Gut verständliche Erläuterungen und Richtlinien, Online-Support und Videotutorials erleichtern den Einstieg ins Wiki.

 

Das Arbeitsfenster mit Werkzeugleiste, Transkription und Faksimile.

 

«Das Museum besitzt rund 5.800 an Edvard Munch adressierte Briefe, und es ist fantastisch, dass diese jetzt zusammen mit den Briefen Munchs im Internet zugänglich gemacht werden», meint die leitende Konservatorin des Museums, Ute Kuhlemann Falck. «Es handelt sich um historisches Quellenmaterial, das nicht nur für die Munch-Forschung von Interesse ist, sondern auch für andere Forschungsfelder, die wir noch gar nicht absehen können.»

Die andere Seite der Korrespondenz zugänglich zu machen, trägt dazu bei, Munchs eigene Texte zu erläutern, auszuloten und zu nuancieren – ein sehr wichtiger Schritt, so Forschungsbibliothekar Lasse Jacobsen.
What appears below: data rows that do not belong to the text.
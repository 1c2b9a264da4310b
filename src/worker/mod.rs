//! Offline cache worker.
//!
//! The worker owns a [`CacheStorage`] and a live network client and runs on
//! its own thread. The rest of the app reaches it only through a
//! [`WorkerHandle`], which forwards requests over a channel and waits for the
//! reply. Lifecycle: install (precache the manifest, all or nothing), then
//! activate (purge every other bucket), then serve fetches cache-first.

pub mod cache;

use std::{
    sync::mpsc::{self, Sender},
    thread,
};

use tracing::{debug, error, info, warn};

pub use cache::{Cache, CacheStorage};

use crate::{
    error::{CacheError, FetchError},
    net::{Fetch, Origin, Request, Response},
};

/// Version tag of the current asset set.
pub const DEFAULT_CACHE_NAME: &str = "spe-tickets-v1";
/// Suffix of the bucket an install writes into before it goes live.
pub const STAGING_SUFFIX: &str = ".installing";
/// Served for failed page navigations while offline.
pub const OFFLINE_SHELL: &str = "./index.html";

/// Assets precached on install.
pub const DEFAULT_MANIFEST: &[&str] = &[
    "./",
    "./index.html",
    "./styles.css",
    "./app.js",
    "./manifest.json",
    "./tickets.json",
    "./icon-192.png",
    "./icon-512.png",
];

pub fn default_manifest() -> Vec<String> {
    DEFAULT_MANIFEST.iter().map(|s| s.to_string()).collect()
}

pub struct CacheWorker {
    name: String,
    manifest: Vec<String>,
    caches: CacheStorage,
    network: Box<dyn Fetch + Send>,
}

impl std::fmt::Debug for CacheWorker {
    fn fmt(&self, f: &mut std::fmt::Formatter<'_>) -> std::fmt::Result {
        f.debug_struct("CacheWorker")
            .field("name", &self.name)
            .field("manifest", &self.manifest)
            .field("caches", &self.caches)
            .finish_non_exhaustive()
    }
}

impl CacheWorker {
    pub fn new(
        name: impl Into<String>,
        manifest: Vec<String>,
        caches: CacheStorage,
        network: Box<dyn Fetch + Send>,
    ) -> Self {
        Self {
            name: name.into(),
            manifest,
            caches,
            network,
        }
    }

    pub fn name(&self) -> &str {
        &self.name
    }

    /// Fetches every manifest asset and stores them in the current bucket.
    ///
    /// Nothing is written until every fetch has succeeded. Entries go into a
    /// staging bucket that replaces the live one only once it is complete, so
    /// a failed install leaves whatever was installed before untouched.
    pub fn install(&self) -> Result<(), CacheError> {
        let mut fetched = Vec::with_capacity(self.manifest.len());
        for url in &self.manifest {
            let resp = self
                .network
                .fetch(&Request::get(url.as_str()))
                .map_err(|source| CacheError::Fetch {
                    url: url.clone(),
                    source,
                })?;
            if !resp.ok() {
                return Err(CacheError::Status {
                    url: url.clone(),
                    status: resp.status,
                });
            }
            fetched.push((url, resp));
        }

        let staging = format!("{}{STAGING_SUFFIX}", self.name);
        self.caches.delete(&staging)?;
        let cache = self.caches.open(&staging)?;
        let written = fetched
            .iter()
            .try_for_each(|(url, resp)| cache.put(url, resp))
            .and_then(|()| self.caches.replace(&staging, &self.name));
        if let Err(e) = written {
            if let Err(cleanup) = self.caches.delete(&staging) {
                warn!(error = %cleanup, "failed to remove staging cache");
            }
            return Err(e);
        }
        info!(cache = %self.name, assets = fetched.len(), "cache installed");
        Ok(())
    }

    /// Startup lifecycle: installs unless the current bucket is already on
    /// disk from an earlier run, then activates.
    pub fn start(&self) -> Result<(), CacheError> {
        if self.caches.has(&self.name) {
            info!(cache = %self.name, "cache already installed");
        } else {
            self.install()?;
        }
        self.activate().map(drop)
    }

    /// Deletes every bucket except the current one. Returns the deleted names.
    pub fn activate(&self) -> Result<Vec<String>, CacheError> {
        let mut purged = Vec::new();
        for name in self.caches.keys()? {
            if name != self.name {
                self.caches.delete(&name)?;
                purged.push(name);
            }
        }
        if !purged.is_empty() {
            info!(?purged, "removed stale caches");
        }
        Ok(purged)
    }

    /// Cache-first lookup with an offline shell for page navigations.
    pub fn handle_fetch(&self, req: &Request) -> Result<Response, FetchError> {
        if let Some(resp) = self.cached(&req.url) {
            debug!(url = %req.url, "served from cache");
            return Ok(resp);
        }
        match self.network.fetch(req) {
            Ok(resp) => Ok(resp),
            Err(e) => {
                if req.accepts_html() {
                    if let Some(shell) = self.cached(OFFLINE_SHELL) {
                        debug!(url = %req.url, "offline, serving shell");
                        return Ok(shell);
                    }
                }
                Err(e)
            }
        }
    }

    fn cached(&self, url: &str) -> Option<Response> {
        let lookup = self
            .caches
            .get(&self.name)
            .and_then(|c| c.map_or(Ok(None), |c| c.lookup(url)));
        match lookup {
            Ok(resp) => resp,
            Err(e) => {
                warn!(url, error = %e, "cache lookup failed");
                None
            }
        }
    }

    /// Moves the worker onto its own thread, runs [`Self::start`] there and
    /// returns a handle once it is ready to serve.
    pub fn spawn(self) -> Result<WorkerHandle, CacheError> {
        let (tx, rx) = mpsc::channel::<Message>();
        let (ready_tx, ready_rx) = mpsc::channel();
        thread::Builder::new()
            .name("cache-worker".into())
            .spawn(move || {
                let ready = self.start();
                let failed = ready.is_err();
                let _ = ready_tx.send(ready);
                if failed {
                    return;
                }
                for msg in rx {
                    match msg {
                        Message::Fetch { request, reply } => {
                            let _ = reply.send(self.handle_fetch(&request));
                        }
                    }
                }
                debug!("cache worker stopped");
            })
            .map_err(CacheError::Spawn)?;

        match ready_rx.recv() {
            Ok(Ok(())) => Ok(WorkerHandle { tx }),
            Ok(Err(e)) => Err(e),
            Err(_) => Err(CacheError::WorkerStopped),
        }
    }
}

enum Message {
    Fetch {
        request: Request,
        reply: Sender<Result<Response, FetchError>>,
    },
}

/// The app's side of the worker boundary.
#[derive(Clone)]
pub struct WorkerHandle {
    tx: Sender<Message>,
}

impl std::fmt::Debug for WorkerHandle {
    fn fmt(&self, f: &mut std::fmt::Formatter<'_>) -> std::fmt::Result {
        f.write_str("WorkerHandle")
    }
}

impl Fetch for WorkerHandle {
    fn fetch(&self, req: &Request) -> Result<Response, FetchError> {
        let (reply, rx) = mpsc::channel();
        self.tx
            .send(Message::Fetch {
                request: req.clone(),
                reply,
            })
            .map_err(|_| FetchError::WorkerGone)?;
        rx.recv().map_err(|_| FetchError::WorkerGone)?
    }
}

/// Settings for [`register`].
#[derive(Debug, Clone)]
pub struct WorkerConfig {
    pub cache_name: String,
    pub manifest: Vec<String>,
    pub cache_dir: std::path::PathBuf,
}

/// Starts the worker for `origin` and returns the fetcher the app should use.
///
/// If the worker cannot be installed the failure is logged and the app gets a
/// direct network client instead, so it keeps working online.
pub fn register(config: &WorkerConfig, origin: &Origin) -> Result<Box<dyn Fetch + Send>, FetchError> {
    let worker = CacheWorker::new(
        config.cache_name.clone(),
        config.manifest.clone(),
        CacheStorage::new(&config.cache_dir),
        origin.connect()?,
    );
    match worker.spawn() {
        Ok(handle) => {
            info!(cache = %config.cache_name, %origin, "cache worker registered");
            Ok(Box::new(handle))
        }
        Err(e) => {
            error!(error = %e, "cache worker registration failed, continuing online only");
            origin.connect()
        }
    }
}
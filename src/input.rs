//! Input layer: keys, swipes and button clicks become controller commands.

use std::collections::HashMap;

use crossterm::event::{KeyCode, KeyEvent, KeyEventKind, MouseButton, MouseEvent, MouseEventKind};
use ratatui::layout::{Position, Rect};

/// A swipe must travel further than this many logical pixels.
pub const SWIPE_THRESHOLD: f64 = 50.0;
/// Logical pixels per terminal column.
pub const CELL_WIDTH: f64 = 8.0;

/// The two things a user can do to the card.
#[derive(Debug, Clone, Copy, PartialEq, Eq)]
pub enum Command {
    Flip,
    Advance,
}

/// What the event loop should do with an input event.
#[derive(Debug, Clone, Copy, PartialEq, Eq)]
pub enum Action {
    Card(Command),
    Reload,
    Quit,
}

impl Action {
    pub fn from_name(s: &str) -> Option<Self> {
        Some(match s {
            "flip" => Self::Card(Command::Flip),
            "advance" | "next" | "skip" => Self::Card(Command::Advance),
            "reload" => Self::Reload,
            "quit" => Self::Quit,
            _ => return None,
        })
    }
}

/// Classifies a horizontal drag from `start` to `end` (logical pixels).
///
/// Right-to-left travel advances, left-to-right flips, anything within the
/// threshold is a tap.
pub fn classify_swipe(start: f64, end: f64, threshold: f64) -> Option<Command> {
    let delta = start - end;
    if delta.abs() <= threshold {
        return None;
    }
    if delta > 0.0 {
        Some(Command::Advance)
    } else {
        Some(Command::Flip)
    }
}

/// Screen areas of the clickable buttons, refreshed on every draw.
#[derive(Debug, Clone, Copy, Default, PartialEq, Eq)]
pub struct ButtonAreas {
    pub flip: Rect,
    pub skip: Rect,
}

/// Stateful translator from terminal events to [`Action`]s.
#[derive(Debug, Clone)]
pub struct InputMapper {
    keymap: HashMap<char, Action>,
    threshold: f64,
    touch_start: Option<f64>,
}

impl Default for InputMapper {
    fn default() -> Self {
        Self::new(HashMap::new(), SWIPE_THRESHOLD)
    }
}

impl InputMapper {
    /// `keymap` adds character bindings on top of the fixed keys.
    pub fn new(keymap: HashMap<char, Action>, threshold: f64) -> Self {
        Self {
            keymap,
            threshold,
            touch_start: None,
        }
    }

    pub fn on_key(&self, key: KeyEvent) -> Option<Action> {
        if key.kind == KeyEventKind::Release {
            return None;
        }
        match key.code {
            KeyCode::Right | KeyCode::Char(' ') => Some(Action::Card(Command::Advance)),
            KeyCode::Left | KeyCode::Enter => Some(Action::Card(Command::Flip)),
            KeyCode::Esc | KeyCode::Char('q') => Some(Action::Quit),
            KeyCode::Char('r') => Some(Action::Reload),
            KeyCode::Char(c) => self.keymap.get(&c).copied(),
            _ => None,
        }
    }

    pub fn touch_start(&mut self, x: f64) {
        self.touch_start = Some(x);
    }

    /// Ends a touch at `x`. Returns the swipe command, if the travel was long
    /// enough; a release without a matching start is ignored.
    pub fn touch_end(&mut self, x: f64) -> Option<Command> {
        let start = self.touch_start.take()?;
        classify_swipe(start, x, self.threshold)
    }

    /// Left-button drags are swipes; short presses over a button are clicks.
    pub fn on_mouse(&mut self, ev: MouseEvent, buttons: &ButtonAreas) -> Option<Action> {
        let x = f64::from(ev.column) * CELL_WIDTH;
        match ev.kind {
            MouseEventKind::Down(MouseButton::Left) => {
                self.touch_start(x);
                None
            }
            MouseEventKind::Up(MouseButton::Left) => {
                if self.touch_start.is_none() {
                    return None;
                }
                if let Some(cmd) = self.touch_end(x) {
                    return Some(Action::Card(cmd));
                }
                let at = Position::new(ev.column, ev.row);
                if buttons.flip.contains(at) {
                    Some(Action::Card(Command::Flip))
                } else if buttons.skip.contains(at) {
                    Some(Action::Card(Command::Advance))
                } else {
                    None
                }
            }
            _ => None,
        }
    }
}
Man hofft, durch die Arbeit auch weitere Briefautoren zu identifizieren – enthält die Korrespondenz doch einen Teil bislang nicht namentlich zugeordneter Verfasser. Unter den zahlreichen bekannten Namen finden sich u.a. Julius Meyer-Graefe, Gustav und Luise Schiefler, Harry Graf Kessler, August Macke, Elisabeth Förster-Nietzsche, Christian Krohg, August Strindberg und Stèphane Mallarmé.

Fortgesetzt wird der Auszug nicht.